Satellite network powers virtual learning
Some Wise County students are learning virtually on the cutting edge of internet access technology.
Schools Technology Director Scott Kiser gave the School Board an update Tuesday night on the status of Starlink internet via SpaceX.
According to Kiser, approximately 30 percent of students reported not having access to adequate internet to work from home. But once additional factors of data caps and signal issues were considered, that group increased to approximately 40 percent.
Kiser also advised that the division was able to purchase portable hot spots with a $180,000 technology grant provided in 2020. Verizon is also allowing unlimited data plans at a reduced cost for the duration of the pandemic, but some households do not have sufficient signal to receive this.
Enter Starlink by SpaceX. Elon Musk’s satellite internet pilot program selected the county school system to be one of its beta testing sites.
Starlink’s program works using low-orbit satellites approximately 550 kilometers from Earth, making it more accessible. Most satellites orbit at 1,000 kilometers or more.
Starlink asked Kiser and his team for 45 addresses in a very specific area in Wise County. If the project serving those homes is successful, that could lead to equipment for another 90 households in a larger area of the county in the near future.
Kiser advised that the team had spoken with local internet providers about trying to expand their existing service to encompass more student households, but those upgrades could take five to 10 years to complete.
Because roughly 40 percent of Wise County’s students are virtual learners, Kiser emphasized that they need access to better and more reliable internet now.

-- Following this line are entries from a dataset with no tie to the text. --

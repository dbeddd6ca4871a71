//! Accuracy scoring: confusion matrices and the unknown-category policy
//!
//! Predictions whose calibrated score falls below the configured cutoff are
//! either translated to a configured class or moved to a synthetic "unknown"
//! class one past the real ones, so a hesitant model is never credited with a
//! correct answer it did not commit to.

use crate::config::{ModelConfig, ScoreKind};
use crate::core::{AnswerCodeMap, ClassifierError, PredictionResult, Result};
use chrono::{DateTime, Utc};
use serde::{Deserialize, Serialize};

/// Name written for predictions moved to the synthetic unknown class
pub const UNKNOWN_CLASS_NAME: &str = "Unknown";

/// Low-confidence handling resolved against an answer map
#[derive(Debug, Clone, Copy, PartialEq)]
pub struct UnknownPolicy {
    pub cutoff: f64,
    /// Class code low-confidence predictions are translated to
    pub translate_to: Option<usize>,
}

impl UnknownPolicy {
    /// Resolve the configuration; `None` when the unknown category is off
    pub fn from_config(config: &ModelConfig, answers: &AnswerCodeMap) -> Result<Option<Self>> {
        if !config.use_unknown_category {
            return Ok(None);
        }
        let cutoff = match config.unknown_cutoff {
            Some(c) if (0.0..=1.0).contains(&c) => c,
            other => {
                return Err(ClassifierError::Configuration(format!(
                    "unknown category needs a cutoff within [0, 1], got {other:?}"
                )))
            }
        };
        let translate_to = match config.translate_unknown_to.as_deref() {
            None => None,
            Some(name) => Some(answers.code_of(name).ok_or_else(|| {
                ClassifierError::Configuration(format!(
                    "cannot translate unknown predictions to '{name}': class not in the answer map"
                ))
            })?),
        };
        Ok(Some(Self {
            cutoff,
            translate_to,
        }))
    }
}

/// Predicted codes after the unknown policy was applied
#[derive(Debug, Clone, PartialEq)]
pub struct UnknownRemap {
    pub codes: Vec<usize>,
    /// Real classes, plus one when any synthetic unknown was assigned
    pub effective_classes: usize,
}

/// Apply the unknown-category policy to raw predictions
pub fn apply_unknown_policy(
    predictions: &[PredictionResult],
    number_of_classes: usize,
    policy: Option<&UnknownPolicy>,
) -> UnknownRemap {
    let mut synthetic = false;
    let codes = predictions
        .iter()
        .map(|p| match (policy, p.score) {
            (Some(policy), Some(score)) if score < policy.cutoff => match policy.translate_to {
                Some(code) => code,
                None => {
                    synthetic = true;
                    number_of_classes
                }
            },
            _ => p.class_code,
        })
        .collect();

    UnknownRemap {
        codes,
        effective_classes: if synthetic {
            number_of_classes + 1
        } else {
            number_of_classes
        },
    }
}

/// Counts indexed `[expected][predicted]`.
///
/// Index `classes` is an overflow bucket for expected labels the answer map
/// does not know; it never counts as agreement.
#[derive(Debug, Clone, PartialEq, Serialize, Deserialize)]
pub struct GeneralConfusionMatrix {
    pub classes: usize,
    pub counts: Vec<Vec<usize>>,
}

impl GeneralConfusionMatrix {
    pub fn new(expected: &[Option<usize>], predicted: &[usize], classes: usize) -> Result<Self> {
        if expected.len() != predicted.len() {
            return Err(ClassifierError::DimensionMismatch {
                expected: expected.len(),
                actual: predicted.len(),
            });
        }
        let overflow = classes;
        let mut counts = vec![vec![0usize; classes + 1]; classes + 1];
        for (e, &p) in expected.iter().zip(predicted.iter()) {
            let row = e.filter(|&c| c < classes).unwrap_or(overflow);
            counts[row][p.min(overflow)] += 1;
        }
        Ok(Self { classes, counts })
    }

    pub fn total(&self) -> usize {
        self.counts.iter().flatten().sum()
    }

    pub fn correct(&self) -> usize {
        (0..self.classes).map(|i| self.counts[i][i]).sum()
    }

    /// Share of examples whose prediction equals the expected class
    pub fn overall_agreement(&self) -> f64 {
        ratio(self.correct(), self.total())
    }
}

/// Two-class matrix with class 1 as the positive class
#[derive(Debug, Clone, PartialEq, Serialize, Deserialize)]
pub struct BinaryConfusionMatrix {
    pub true_positives: usize,
    pub true_negatives: usize,
    pub false_positives: usize,
    pub false_negatives: usize,
    /// Unknown expected labels predicted as the negative class
    pub unmatched: usize,
}

impl BinaryConfusionMatrix {
    fn from_general(general: &GeneralConfusionMatrix) -> Self {
        let m = &general.counts;
        Self {
            true_positives: m[1][1],
            true_negatives: m[0][0],
            false_positives: m[0][1] + m[2][1],
            false_negatives: m[1][0] + m[1][2],
            unmatched: m[0][2] + m[2][0] + m[2][2],
        }
    }

    pub fn total(&self) -> usize {
        self.true_positives
            + self.true_negatives
            + self.false_positives
            + self.false_negatives
            + self.unmatched
    }

    pub fn overall_agreement(&self) -> f64 {
        ratio(self.true_positives + self.true_negatives, self.total())
    }

    /// TP / (TP + FP); NaN when nothing was predicted positive
    pub fn precision(&self) -> f64 {
        self.true_positives as f64 / (self.true_positives + self.false_positives) as f64
    }

    /// TP / (TP + FN); NaN when no positives were expected
    pub fn recall(&self) -> f64 {
        self.true_positives as f64 / (self.true_positives + self.false_negatives) as f64
    }

    pub fn f_score(&self) -> f64 {
        let p = self.precision();
        let r = self.recall();
        2.0 * p * r / (p + r)
    }
}

/// Confusion matrix of one evaluation pass
#[derive(Debug, Clone, PartialEq, Serialize, Deserialize)]
#[serde(tag = "kind", rename_all = "snake_case")]
pub enum ConfusionMatrix {
    TwoClass(BinaryConfusionMatrix),
    General(GeneralConfusionMatrix),
}

impl ConfusionMatrix {
    /// Build the two-class matrix for exactly two classes, the general one otherwise
    pub fn build(expected: &[Option<usize>], predicted: &[usize], classes: usize) -> Result<Self> {
        let general = GeneralConfusionMatrix::new(expected, predicted, classes)?;
        Ok(if classes == 2 {
            ConfusionMatrix::TwoClass(BinaryConfusionMatrix::from_general(&general))
        } else {
            ConfusionMatrix::General(general)
        })
    }

    pub fn overall_agreement(&self) -> f64 {
        match self {
            ConfusionMatrix::TwoClass(m) => m.overall_agreement(),
            ConfusionMatrix::General(m) => m.overall_agreement(),
        }
    }

    pub fn total(&self) -> usize {
        match self {
            ConfusionMatrix::TwoClass(m) => m.total(),
            ConfusionMatrix::General(m) => m.total(),
        }
    }

    /// Value of `kind` with NaN normalized to 0. A general matrix only has a
    /// meaningful overall agreement, which it reports for every kind.
    pub fn score(&self, kind: ScoreKind) -> f64 {
        let value = match (self, kind) {
            (ConfusionMatrix::TwoClass(m), ScoreKind::FScore) => m.f_score(),
            (ConfusionMatrix::TwoClass(m), ScoreKind::Precision) => m.precision(),
            (ConfusionMatrix::TwoClass(m), ScoreKind::Recall) => m.recall(),
            (matrix, _) => matrix.overall_agreement(),
        };
        if value.is_nan() {
            0.0
        } else {
            value
        }
    }
}

/// Outcome of scoring one dataset
#[derive(Debug, Clone, PartialEq)]
pub struct Scored {
    /// Predicted codes after the unknown policy
    pub codes: Vec<usize>,
    pub effective_classes: usize,
    pub matrix: ConfusionMatrix,
}

/// Score raw predictions against expected codes (`None` = label unknown to
/// the answer map, always an error)
pub fn score_predictions(
    predictions: &[PredictionResult],
    expected: &[Option<usize>],
    number_of_classes: usize,
    policy: Option<&UnknownPolicy>,
) -> Result<Scored> {
    let remap = apply_unknown_policy(predictions, number_of_classes, policy);
    let matrix = ConfusionMatrix::build(expected, &remap.codes, remap.effective_classes)?;
    Ok(Scored {
        codes: remap.codes,
        effective_classes: remap.effective_classes,
        matrix,
    })
}

/// Training and testing matrices of the last completed run
#[derive(Debug, Clone, PartialEq, Serialize, Deserialize)]
pub struct AccuracyReport {
    pub training: Option<ConfusionMatrix>,
    pub testing: Option<ConfusionMatrix>,
    pub created_at: DateTime<Utc>,
}

impl AccuracyReport {
    pub fn new(training: Option<ConfusionMatrix>, testing: Option<ConfusionMatrix>) -> Self {
        Self {
            training,
            testing,
            created_at: Utc::now(),
        }
    }
}

fn ratio(numerator: usize, denominator: usize) -> f64 {
    if denominator == 0 {
        0.0
    } else {
        numerator as f64 / denominator as f64
    }
}

#[cfg(test)]
mod tests {
    use super::*;
    use approx::assert_relative_eq;

    fn preds(codes: &[usize]) -> Vec<PredictionResult> {
        codes.iter().map(|&c| PredictionResult::uncalibrated(c)).collect()
    }

    #[test]
    fn test_binary_metrics() {
        // expected: 1 1 1 0 0 0 0 ; predicted: 1 1 0 1 0 0 0
        let expected: Vec<Option<usize>> = [1, 1, 1, 0, 0, 0, 0].iter().map(|&c| Some(c)).collect();
        let scored = score_predictions(&preds(&[1, 1, 0, 1, 0, 0, 0]), &expected, 2, None).unwrap();

        match &scored.matrix {
            ConfusionMatrix::TwoClass(m) => {
                assert_eq!(m.true_positives, 2);
                assert_eq!(m.false_negatives, 1);
                assert_eq!(m.false_positives, 1);
                assert_eq!(m.true_negatives, 3);
                assert_relative_eq!(m.precision(), 2.0 / 3.0);
                assert_relative_eq!(m.recall(), 2.0 / 3.0);
                assert_relative_eq!(m.f_score(), 2.0 / 3.0);
            }
            other => panic!("expected two-class matrix, got {other:?}"),
        }
        assert_relative_eq!(scored.matrix.overall_agreement(), 5.0 / 7.0);
    }

    #[test]
    fn test_nan_scores_normalized() {
        let expected = vec![Some(0), Some(0)];
        let scored = score_predictions(&preds(&[0, 0]), &expected, 2, None).unwrap();
        if let ConfusionMatrix::TwoClass(m) = &scored.matrix {
            assert!(m.precision().is_nan());
        }
        assert_eq!(scored.matrix.score(ScoreKind::Precision), 0.0);
        assert_eq!(scored.matrix.score(ScoreKind::FScore), 0.0);
        assert_eq!(scored.matrix.score(ScoreKind::OverallAgreement), 1.0);
    }

    #[test]
    fn test_general_matrix_agreement() {
        let expected = vec![Some(0), Some(1), Some(2), Some(2)];
        let scored = score_predictions(&preds(&[0, 2, 2, 2]), &expected, 3, None).unwrap();
        assert!(matches!(scored.matrix, ConfusionMatrix::General(_)));
        assert_relative_eq!(scored.matrix.overall_agreement(), 0.75);
        assert_relative_eq!(scored.matrix.score(ScoreKind::FScore), 0.75);
    }

    #[test]
    fn test_two_class_and_general_paths_agree() {
        let expected: Vec<Option<usize>> = [0, 1, 1, 0, 1].iter().map(|&c| Some(c)).collect();
        let predicted = [0, 1, 0, 0, 1];
        let two = ConfusionMatrix::build(&expected, &predicted, 2).unwrap();
        let general = GeneralConfusionMatrix::new(&expected, &predicted, 2).unwrap();
        assert_eq!(two.overall_agreement(), general.overall_agreement());
    }

    #[test]
    fn test_unmapped_expected_label_is_an_error() {
        let expected = vec![Some(1), None, Some(0)];
        let scored = score_predictions(&preds(&[1, 0, 0]), &expected, 2, None).unwrap();
        assert_eq!(scored.matrix.total(), 3);
        assert_relative_eq!(scored.matrix.overall_agreement(), 2.0 / 3.0);
    }

    #[test]
    fn test_unknown_policy_synthetic_class() {
        let predictions = vec![
            PredictionResult::new(1, Some(0.9)),
            PredictionResult::new(0, Some(0.3)),
            PredictionResult::new(1, None),
        ];
        let policy = UnknownPolicy {
            cutoff: 0.5,
            translate_to: None,
        };
        let remap = apply_unknown_policy(&predictions, 2, Some(&policy));
        assert_eq!(remap.codes, vec![1, 2, 1]);
        assert_eq!(remap.effective_classes, 3);

        // Expected 0 is not credited for the hesitant prediction
        let scored = score_predictions(
            &predictions,
            &[Some(1), Some(0), Some(1)],
            2,
            Some(&policy),
        )
        .unwrap();
        assert!(matches!(scored.matrix, ConfusionMatrix::General(_)));
        assert_relative_eq!(scored.matrix.overall_agreement(), 2.0 / 3.0);
    }

    #[test]
    fn test_unknown_policy_translation() {
        let predictions = vec![
            PredictionResult::new(2, Some(0.2)),
            PredictionResult::new(1, Some(0.8)),
        ];
        let policy = UnknownPolicy {
            cutoff: 0.5,
            translate_to: Some(0),
        };
        let remap = apply_unknown_policy(&predictions, 3, Some(&policy));
        assert_eq!(remap.codes, vec![0, 1]);
        assert_eq!(remap.effective_classes, 3);
    }

    #[test]
    fn test_policy_from_config() {
        let answers = AnswerCodeMap::build("None", ["cat", "dog"].iter().copied()).unwrap();
        let mut config = ModelConfig {
            use_unknown_category: true,
            unknown_cutoff: Some(0.4),
            translate_unknown_to: Some("DOG".to_string()),
            ..ModelConfig::default()
        };
        let policy = UnknownPolicy::from_config(&config, &answers).unwrap().unwrap();
        assert_eq!(policy.translate_to, Some(2));

        config.translate_unknown_to = Some("bird".to_string());
        assert!(matches!(
            UnknownPolicy::from_config(&config, &answers),
            Err(ClassifierError::Configuration(_))
        ));

        config.use_unknown_category = false;
        assert!(UnknownPolicy::from_config(&config, &answers).unwrap().is_none());
    }

    #[test]
    fn test_length_mismatch() {
        let result = score_predictions(&preds(&[0]), &[Some(0), Some(1)], 2, None);
        assert!(matches!(result, Err(ClassifierError::DimensionMismatch { .. })));
    }
}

Kiser advised that the technology staff was able to purchase enough virtual devices to provide all students with a device. He said they went ahead and purchased additional devices for the future, as there was concern they might not be available in the future.
There has been wear and tear on a lot of the provided devices, according to Kiser. All purchased devices are additionally covered under damage protection insurance paid for by funding in the schools budget.